Teacher
I am a lifelong classical singer, avocational pianist and dancer, music educator, and community music activist. My mother put me in piano lessons at age 3.5 so I wouldn’t watch so much TV and put me in children’s community theater because I was a shy child. She helped me find my way to Richard Messenger’s choral program at Irvine High School and from age 15-20 funded my first voice lessons with Robert Volbrecht in Tustin, CA. When I graduated high school, I needed some time to decompress and contemplate future possibilities. Orange Coast College/ Golden West College proved to be the perfect landing for a few years of study and introspection that led me to successfully audition for Oberlin College and Conservatory, my “dream school.” On an almost full scholarship, I completed a double degree in Music Education and English. To this day I have never used my English degree to get a job, but I know I use it daily as a singer in working with text and meaning (the interplay of music and words).I am grateful to my mentors in the College and Conservatory to help me understand those important connections.
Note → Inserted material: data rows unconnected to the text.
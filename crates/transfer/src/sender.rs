//! Sending side of a transfer.
//!
//! State machine:
//!
//! ```text
//! Establishing -> SendingChunk -> AwaitingAck -> SendingChunk   (ack OK, more chunks)
//!                                             -> Completed      (ack OK, final chunk)
//!                                             -> Retrying -> AwaitingAck
//!                                             -> Failed         (retries exhausted)
//! ```
//!
//! Exactly one frame is unacknowledged at any time. Every retransmission
//! of the same frame bumps its retry counter; the counter resets when a new
//! sequence is acknowledged.

use std::path::Path;
use std::time::{Duration, Instant};

use tokio::io::{AsyncRead, AsyncWrite};
use tokio::net::TcpStream;
use tokio::sync::mpsc;
use tokio_util::sync::CancellationToken;
use tracing::{debug, info, warn};
use uuid::Uuid;

use chunkferry_protocol::{AckStatus, Frame, FrameType, Offer};

use crate::chunked::{ChunkReader, calculate_file_digest};
use crate::config::TransferConfig;
use crate::transport::FrameTransport;
use crate::{TCP_CONNECT_TIMEOUT, TransferError};

/// Position of a [`SenderSession`] in its state machine.
#[derive(Debug, Clone, Copy, PartialEq, Eq)]
pub enum SenderState {
    Establishing,
    SendingChunk,
    AwaitingAck,
    Retrying,
    Completed,
    Failed,
}

/// Emitted after every acknowledged chunk.
#[derive(Debug, Clone, PartialEq, Eq)]
pub struct TransferProgress {
    pub transfer_id: Uuid,
    pub sequence: u64,
    pub bytes_acked: u64,
    pub total_bytes: u64,
}

/// Summary of a completed transfer.
#[derive(Debug, Clone)]
pub struct TransferReport {
    pub transfer_id: Uuid,
    pub file_name: String,
    pub bytes_sent: u64,
    pub chunks: u64,
    /// Retransmissions across the whole transfer.
    pub retries: u64,
    pub elapsed: Duration,
}

/// Outcome of waiting for the reply to one transmission.
enum Reply {
    Acked,
    /// The frame must be sent again; carries the recoverable cause.
    Retry(TransferError),
}

/// Owns one outbound transfer.
pub struct SenderSession {
    config: TransferConfig,
    transfer_id: Uuid,
    file_name: String,
    file_digest: [u8; chunkferry_protocol::FILE_DIGEST_LEN],
    reader: ChunkReader,
    state: SenderState,
    expected_next_sequence: u64,
    bytes_acked: u64,
    total_retries: u64,
    cancel: CancellationToken,
    progress_tx: Option<mpsc::Sender<TransferProgress>>,
}

impl SenderSession {
    /// Prepares a transfer of `path`: hashes the file and opens it for
    /// chunked reading.
    pub async fn open(path: &Path, config: TransferConfig) -> Result<Self, TransferError> {
        config.validate()?;

        let file_name = path
            .file_name()
            .and_then(|n| n.to_str())
            .ok_or_else(|| {
                TransferError::InvalidPath(format!("no file name in {}", path.display()))
            })?
            .to_string();
        if file_name.len() > chunkferry_protocol::MAX_FILE_NAME_LEN {
            return Err(chunkferry_protocol::EncodeError::FileNameTooLong(file_name.len()).into());
        }

        let file_digest = calculate_file_digest(path).await?;
        let reader = ChunkReader::open(path, config.chunk_size).await?;

        Ok(Self {
            config,
            transfer_id: Uuid::new_v4(),
            file_name,
            file_digest,
            reader,
            state: SenderState::Establishing,
            expected_next_sequence: 0,
            bytes_acked: 0,
            total_retries: 0,
            cancel: CancellationToken::new(),
            progress_tx: None,
        })
    }

    /// Aborts the transfer with [`TransferError::Cancelled`] when `cancel` fires.
    pub fn with_cancel(mut self, cancel: CancellationToken) -> Self {
        self.cancel = cancel;
        self
    }

    /// Reports progress after each acknowledged chunk (non-blocking).
    pub fn with_progress(mut self, progress_tx: mpsc::Sender<TransferProgress>) -> Self {
        self.progress_tx = Some(progress_tx);
        self
    }

    pub fn transfer_id(&self) -> Uuid {
        self.transfer_id
    }

    pub fn state(&self) -> SenderState {
        self.state
    }

    /// Runs the transfer to completion or failure, then closes the connection.
    ///
    /// Afterwards [`state`](Self::state) reports `Completed` or `Failed`.
    pub async fn run<S>(
        &mut self,
        transport: &mut FrameTransport<S>,
    ) -> Result<TransferReport, TransferError>
    where
        S: AsyncRead + AsyncWrite + Unpin,
    {
        let started = Instant::now();
        let result = self.drive(transport).await;
        let _ = transport.close().await;

        match result {
            Ok(chunks) => {
                self.state = SenderState::Completed;
                let report = TransferReport {
                    transfer_id: self.transfer_id,
                    file_name: self.file_name.clone(),
                    bytes_sent: self.bytes_acked,
                    chunks,
                    retries: self.total_retries,
                    elapsed: started.elapsed(),
                };
                info!(
                    transfer_id = %report.transfer_id,
                    bytes = report.bytes_sent,
                    chunks = report.chunks,
                    retries = report.retries,
                    "transfer completed"
                );
                Ok(report)
            }
            Err(e) => {
                self.state = SenderState::Failed;
                warn!(transfer_id = %self.transfer_id, "transfer failed: {e}");
                Err(e)
            }
        }
    }

    /// Returns the number of chunks delivered.
    async fn drive<S>(&mut self, transport: &mut FrameTransport<S>) -> Result<u64, TransferError>
    where
        S: AsyncRead + AsyncWrite + Unpin,
    {
        let offer = Frame::Offer(Offer {
            transfer_id: self.transfer_id,
            file_name: self.file_name.clone(),
            file_size: self.reader.file_size(),
            file_digest: self.file_digest,
            retry_window: self.config.retry_window(),
        });
        info!(
            transfer_id = %self.transfer_id,
            file = %self.file_name,
            size = self.reader.file_size(),
            chunks = self.reader.chunk_count(),
            digest = %hex::encode(self.file_digest),
            "offering transfer"
        );
        self.deliver(transport, &offer).await?;

        while let Some(chunk) = self.reader.next_chunk().await? {
            let sequence = chunk.sequence;
            let len = chunk.payload.len() as u64;
            let is_final = chunk.is_final;

            self.deliver(transport, &Frame::Chunk(chunk)).await?;

            self.expected_next_sequence = sequence + 1;
            self.bytes_acked += len;
            if let Some(tx) = &self.progress_tx {
                let _ = tx.try_send(TransferProgress {
                    transfer_id: self.transfer_id,
                    sequence,
                    bytes_acked: self.bytes_acked,
                    total_bytes: self.reader.file_size(),
                });
            }
            if is_final {
                return Ok(self.expected_next_sequence);
            }
        }

        Err(TransferError::ProtocolViolation(
            "reader ended without a final chunk".into(),
        ))
    }

    /// Sends `frame` until it is acknowledged or its retries run out.
    async fn deliver<S>(
        &mut self,
        transport: &mut FrameTransport<S>,
        frame: &Frame,
    ) -> Result<(), TransferError>
    where
        S: AsyncRead + AsyncWrite + Unpin,
    {
        let mut retries: u32 = 0;
        loop {
            if !matches!(self.state, SenderState::Establishing) {
                self.state = if retries == 0 {
                    SenderState::SendingChunk
                } else {
                    SenderState::Retrying
                };
            }
            transport.send(frame).await?;

            let timeout = self.config.backoff.timeout_for(self.config.ack_timeout, retries);
            if !matches!(self.state, SenderState::Establishing) {
                self.state = SenderState::AwaitingAck;
            }

            match self.await_reply(transport, frame, timeout).await? {
                Reply::Acked => {
                    if matches!(frame, Frame::Offer(_)) {
                        debug!(transfer_id = %self.transfer_id, "offer accepted");
                        self.state = SenderState::SendingChunk;
                    }
                    return Ok(());
                }
                Reply::Retry(reason) => {
                    retries += 1;
                    self.total_retries += 1;
                    if retries > self.config.max_retries {
                        return Err(match frame {
                            Frame::Chunk(chunk) => TransferError::MaxRetriesExceeded {
                                sequence: chunk.sequence,
                                retries: self.config.max_retries,
                            },
                            _ => TransferError::HandshakeFailed {
                                retries: self.config.max_retries,
                            },
                        });
                    }
                    warn!(
                        frame_type = %frame.frame_type(),
                        sequence = self.expected_next_sequence,
                        retry = retries,
                        "resending: {reason}"
                    );
                }
            }
        }
    }

    /// Waits up to `timeout` for the reply to `sent`, skipping stale frames.
    async fn await_reply<S>(
        &self,
        transport: &mut FrameTransport<S>,
        sent: &Frame,
        timeout: Duration,
    ) -> Result<Reply, TransferError>
    where
        S: AsyncRead + AsyncWrite + Unpin,
    {
        let deadline = tokio::time::Instant::now() + timeout;
        loop {
            let received = tokio::select! {
                biased;
                _ = self.cancel.cancelled() => return Err(TransferError::Cancelled),
                result = tokio::time::timeout_at(deadline, transport.recv()) => result,
            };

            let frame = match received {
                Err(_) => return Ok(Reply::Retry(TransferError::Timeout)),
                Ok(Err(e)) if e.is_recoverable() => {
                    debug!("damaged reply: {e}");
                    return Ok(Reply::Retry(e));
                }
                Ok(Err(e)) => return Err(e),
                Ok(Ok(frame)) => frame,
            };

            if let Some(reply) = self.classify(sent, frame)? {
                return Ok(reply);
            }
        }
    }

    /// Maps a received frame to a reply for `sent`, or `None` if it is stale.
    fn classify(&self, sent: &Frame, received: Frame) -> Result<Option<Reply>, TransferError> {
        match (sent, received) {
            (Frame::Offer(offer), Frame::Accept { transfer_id }) => {
                if transfer_id == offer.transfer_id {
                    Ok(Some(Reply::Acked))
                } else {
                    Err(TransferError::ProtocolViolation(format!(
                        "accept for unknown transfer {transfer_id}"
                    )))
                }
            }
            // Duplicate accept for a retransmitted offer.
            (Frame::Chunk(_), Frame::Accept { transfer_id }) if transfer_id == self.transfer_id => {
                Ok(None)
            }
            (Frame::Chunk(chunk), Frame::Ack(ack)) => {
                let current = chunk.sequence;
                if ack.sequence == current {
                    return Ok(Some(match ack.status {
                        AckStatus::Ok => Reply::Acked,
                        AckStatus::ChecksumMismatch => {
                            Reply::Retry(TransferError::ChecksumMismatch {
                                frame_type: FrameType::Chunk,
                                sequence: Some(current),
                            })
                        }
                        AckStatus::OutOfOrder => Reply::Retry(TransferError::OutOfOrder {
                            sequence: current,
                            expected: ack.sequence,
                        }),
                    }));
                }
                if ack.sequence < current {
                    debug!(ack = ack.sequence, current, status = %ack.status, "ignoring stale ack");
                    return Ok(None);
                }
                match ack.status {
                    // The sequence of a negative ack for a damaged chunk is unreliable.
                    AckStatus::ChecksumMismatch => Ok(None),
                    status => Err(TransferError::ProtocolViolation(format!(
                        "{status} ack for chunk {} while chunk {current} is in flight",
                        ack.sequence
                    ))),
                }
            }
            (sent, received) => Err(TransferError::ProtocolViolation(format!(
                "unexpected {} frame while awaiting reply to {}",
                received.frame_type(),
                sent.frame_type()
            ))),
        }
    }
}

/// Connects to `addr` and transfers `path` using `config`.
///
/// Fault injection follows `config.faults`.
pub async fn send_file(
    addr: &str,
    path: &Path,
    config: &TransferConfig,
    cancel: CancellationToken,
    progress_tx: Option<mpsc::Sender<TransferProgress>>,
) -> Result<TransferReport, TransferError> {
    let mut session = SenderSession::open(path, config.clone())
        .await?
        .with_cancel(cancel.clone());
    if let Some(tx) = progress_tx {
        session = session.with_progress(tx);
    }

    let stream = tokio::select! {
        biased;
        _ = cancel.cancelled() => return Err(TransferError::Cancelled),
        result = tokio::time::timeout(TCP_CONNECT_TIMEOUT, TcpStream::connect(addr)) => {
            match result {
                Ok(Ok(s)) => {
                    info!(%addr, "connected to server");
                    s
                }
                Ok(Err(e)) => return Err(e.into()),
                Err(_) => return Err(TransferError::Timeout),
            }
        }
    };
    stream.set_nodelay(true)?;

    let mut transport =
        FrameTransport::new(stream, config.max_frame_len(), config.fault_policy(0));
    session.run(&mut transport).await
}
I returned from Oberlin to CalArts (Valencia, CA) for grad school, and was happily blindsided by a quirky, expansive artistic environment where composers ruled. There were no opera performances but instead archetypal boundary-breaking “performance projects,” the students’ dogs roamed the halls and slept soundly in the theory classes, and I was quickly recruited to play everything from Bach cantatas to the Steve Reich catalog. The first day of class in Allen Vogel’s Bach Cantatas class was September 11, 2001. Witnessing such beauty and uplift as we listened amidst the day’s heartbreak was a terror and unknowing will never leave me. I encourage you to watch Ben Zelkowicz’s Erlking sand animation produced during my time there - this is a perfect snapshot of the creativity and openness and above all commitment that defined Calarts at the time. I tend to tell those who ask that Oberlin made me the musician and Calarts made me more the musician but also the artist. I am deeply thankful to both for the memories and connections that still hold strong to this day - both tangible and ephemeral.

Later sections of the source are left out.